How Implementing Robotics Affects Business Insurance

Robotics can bring many advantages to the companies that implement them, but their expense remains a divisive factor. High upfront costs cause many businesses to remain hesitant about robotics, but these initial expenses only tell part of the story. Robots’ impact on business insurance is often overlooked and under-considered.

 

Insurance can generate high costs, with general liability alone costing businesses a median of $500 a year. If robots can reduce premiums and claims, it would make a strong argument in their favor. Alternatively, some companies may be unwilling to implement them if they will incur extra insurance costs.

 

Here’s a closer look at how implementing robotics can affect business insurance, both positively and negatively.

 

Reduced Workers’ Comp Claims

Perhaps the most significant advantage of robotics in insurance is its potential to reduce workers’ compensation payouts. Robots in industrial settings typically save workers from repetitive strain and other injuries by automating dangerous tasks. Less risk of injury translates into less risk of a Workers’ Comp claim.

 

Workers’ Comp claims cost $41,003 on average, based on data from 2017 to 2018. As such, preventing just a few injuries a year could potentially save businesses hundreds of thousands of dollars. Organizations can achieve these savings by automating the highest-risk tasks, making robotics a helpful cost reduction tool.

 

One thing to consider in this area is that this strategy only works when robots prevent more injuries than they cause. Generally speaking, robots make workplaces safer, but they could introduce collision or caught-between hazards.
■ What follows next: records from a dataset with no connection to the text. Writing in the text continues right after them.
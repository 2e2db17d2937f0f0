//! Defines functions for handling user authentication with cookies.

use axum_extra::extract::{
    PrivateCookieJar,
    cookie::{Cookie, SameSite},
};
use time::{Duration, OffsetDateTime};

use crate::{Error, auth::Token, auth::UserID};

/// The name of the cookie that holds the session [Token].
pub(crate) const COOKIE_TOKEN: &str = "token";
/// The default duration for which auth cookies are valid.
pub const DEFAULT_COOKIE_DURATION: Duration = Duration::minutes(5);

/// Add an auth cookie to the cookie jar, indicating that a user is logged in and authenticated.
///
/// The session ends `duration` from the current time.
/// You can use [DEFAULT_COOKIE_DURATION] for the default duration.
///
/// # Errors
///
/// Returns an [Error::CookieError] if the token cannot be serialized.
pub fn set_auth_cookie(
    jar: PrivateCookieJar,
    user_id: UserID,
    duration: Duration,
) -> Result<PrivateCookieJar, Error> {
    let expires_at = OffsetDateTime::now_utc()
        .checked_add(duration)
        .ok_or_else(|| Error::CookieError(format!("cannot extend session by {duration}")))?;

    set_token(jar, Token { user_id, expires_at })
}

/// Set the auth cookie to an invalid value and set its max age to zero, which should delete the cookie on the client side.
pub fn invalidate_auth_cookie(jar: PrivateCookieJar) -> PrivateCookieJar {
    jar.add(
        Cookie::build((COOKIE_TOKEN, "deleted"))
            .expires(OffsetDateTime::UNIX_EPOCH)
            .max_age(Duration::ZERO)
            .http_only(true)
            .same_site(SameSite::Strict)
            .secure(true),
    )
}

/// Read the session token from `jar`.
///
/// # Errors
///
/// Returns [Error::Unauthorized] if the cookie is missing, cannot be parsed or
/// the session has ended.
pub(crate) fn get_token_from_cookies(jar: &PrivateCookieJar) -> Result<Token, Error> {
    let cookie = jar.get(COOKIE_TOKEN).ok_or(Error::Unauthorized)?;

    let token: Token = serde_json::from_str(cookie.value_trimmed()).map_err(|error| {
        tracing::debug!("Could not parse auth token: {error}");
        Error::Unauthorized
    })?;

    if token.is_expired() {
        return Err(Error::Unauthorized);
    }

    Ok(token)
}

/// Extend the session in `jar` to the later of its current expiry and
/// `duration` from now.
///
/// # Errors
///
/// The cookie jar is not modified if an error is returned.
///
/// Returns:
/// - [Error::Unauthorized] if there is no valid session token in the jar.
/// - [Error::CookieError] if extending the session by `duration` would overflow the date time.
pub(crate) fn extend_auth_cookie_duration_if_needed(
    jar: PrivateCookieJar,
    duration: Duration,
) -> Result<PrivateCookieJar, Error> {
    let token = get_token_from_cookies(&jar)?;

    let new_expiry = OffsetDateTime::now_utc()
        .checked_add(duration)
        .ok_or_else(|| Error::CookieError(format!("cannot extend session by {duration}")))?;

    if new_expiry <= token.expires_at {
        return Ok(jar);
    }

    set_token(
        jar,
        Token {
            user_id: token.user_id,
            expires_at: new_expiry,
        },
    )
}

fn set_token(jar: PrivateCookieJar, token: Token) -> Result<PrivateCookieJar, Error> {
    let token_string =
        serde_json::to_string(&token).map_err(|error| Error::CookieError(error.to_string()))?;

    Ok(jar.add(
        Cookie::build((COOKIE_TOKEN, token_string))
            .expires(token.expires_at)
            .http_only(true)
            .same_site(SameSite::Strict)
            .secure(true),
    ))
}

#[cfg(test)]
mod cookie_tests {
    use axum_extra::extract::{PrivateCookieJar, cookie::Key};
    use sha2::{Digest, Sha512};
    use time::{Duration, OffsetDateTime};

    use crate::{
        Error,
        auth::{
            UserID,
            cookie::{
                COOKIE_TOKEN, DEFAULT_COOKIE_DURATION, extend_auth_cookie_duration_if_needed,
                get_token_from_cookies, invalidate_auth_cookie, set_auth_cookie,
            },
        },
    };

    fn get_jar() -> PrivateCookieJar {
        let hash = Sha512::digest(b"foobar");
        let key = Key::from(&hash);

        PrivateCookieJar::new(key)
    }

    /// Asserts that two date times are within one second of each other.
    /// A macro so that failures report the caller's line.
    macro_rules! assert_date_time_close {
        ($left:expr, $right:expr) => {
            assert!(
                ($left - $right).abs() < Duration::seconds(1),
                "got date time {:?}, want {:?}",
                $left,
                $right
            );
        };
    }

    #[test]
    fn can_set_cookie() {
        let user_id = UserID::new(1);

        let jar = set_auth_cookie(get_jar(), user_id, DEFAULT_COOKIE_DURATION).unwrap();
        let token = get_token_from_cookies(&jar).unwrap();
        let cookie = jar.get(COOKIE_TOKEN).unwrap();

        assert_eq!(token.user_id, user_id);
        assert_date_time_close!(token.expires_at, OffsetDateTime::now_utc() + Duration::minutes(5));
        assert_eq!(cookie.expires_datetime(), Some(token.expires_at));
    }

    #[test]
    fn expired_token_is_rejected() {
        let jar = set_auth_cookie(get_jar(), UserID::new(1), Duration::seconds(-1)).unwrap();

        assert_eq!(get_token_from_cookies(&jar), Err(Error::Unauthorized));
    }

    #[test]
    fn missing_token_is_rejected() {
        assert_eq!(get_token_from_cookies(&get_jar()), Err(Error::Unauthorized));
    }

    #[test]
    fn can_extend_cookie_duration() {
        let jar = set_auth_cookie(get_jar(), UserID::new(1), DEFAULT_COOKIE_DURATION).unwrap();

        let jar = extend_auth_cookie_duration_if_needed(jar, Duration::minutes(10)).unwrap();
        let token = get_token_from_cookies(&jar).unwrap();

        assert_date_time_close!(
            token.expires_at,
            OffsetDateTime::now_utc() + Duration::minutes(10)
        );
        assert_date_time_close!(
            jar.get(COOKIE_TOKEN).unwrap().expires_datetime().unwrap(),
            token.expires_at
        );
    }

    #[test]
    fn cookie_duration_does_not_shrink() {
        let jar = set_auth_cookie(get_jar(), UserID::new(1), DEFAULT_COOKIE_DURATION).unwrap();
        let want = get_token_from_cookies(&jar).unwrap().expires_at;

        // The session already lasts 5 minutes, so asking for 5 seconds changes nothing.
        let jar = extend_auth_cookie_duration_if_needed(jar, Duration::seconds(5)).unwrap();

        assert_eq!(get_token_from_cookies(&jar).unwrap().expires_at, want);
    }

    #[test]
    fn invalidate_auth_cookie_succeeds() {
        let jar = set_auth_cookie(get_jar(), UserID::new(1), DEFAULT_COOKIE_DURATION).unwrap();

        let jar = invalidate_auth_cookie(jar);
        let cookie = jar.get(COOKIE_TOKEN).unwrap();

        assert_eq!(cookie.value(), "deleted");
        assert_eq!(cookie.expires_datetime(), Some(OffsetDateTime::UNIX_EPOCH));
        assert_eq!(cookie.max_age(), Some(Duration::ZERO));
        assert_eq!(get_token_from_cookies(&jar), Err(Error::Unauthorized));
    }
}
Companies must work to implement robots safely to achieve their full savings potential.

 

Complicated Coverage Areas

One potential downside of robotics on business insurance is that they can create complex coverage considerations. The insurance industry hasn’t quite caught up with robotics adoption yet, making it unclear what type of coverage applies to robots. This uncertainty could lead to over-purchasing or under-purchasing insurance or making businesses hesitant to implement robotics.

 

Different use cases and nuances could place robots into various coverage areas, making it challenging to find the right provider. Property insurance is the most straightforward answer to what type of coverage a robot needs, but internet-connected models may also need cyber insurance. If you manufacture robots, error and omissions insurance may be necessary to mitigate legal damages if a product malfunctions.

 

Thankfully, this problem is becoming less of an issue as robots gain prominence. More insurers are offering niche coverage areas, some covering 700 risk classes or more, so robot-specific insurance may soon be a reality.

 

Potential Future Changes

As robotics adoption continues to rise, the insurance industry will likely adapt. Since robots make many workplaces safer, some insurers may offer discounts to more automated facilities. You may be able to lower your insurance premiums by incorporating robotics into your workflows.

 

The National Institute for Occupational Safety and Health (NIOSH) has invested $1.5 million into researching how robots could improve worker safety. The involvement of such an authority could be what insurance companies need to push them to favor robotics in their pricing plans.

 

As issues of insurance and robotics become more prominent, authorities will work out who is legally responsible for incidents involving robots. Clarification over coverage areas and who needs to purchase what insurance will follow. As these shifts take place, both robotics manufacturers and adopters should pay attention to adapt to any changes.

 

Robots and Insurance Have a Complicated Relationship

As they stand right now, robots’ relationship with business insurance is uncertain. On the one hand, they can make workplaces safer and, thus, reduce Workers’ Comp payments. On the other, insuring the robots themselves can be a complicated, unclear process, potentially incurring higher costs than necessary.

 

Robot insurance will become more straightforward as these machines play more significant roles in society. Until then, companies should carefully consider how robots could either reduce or raise their insurance costs.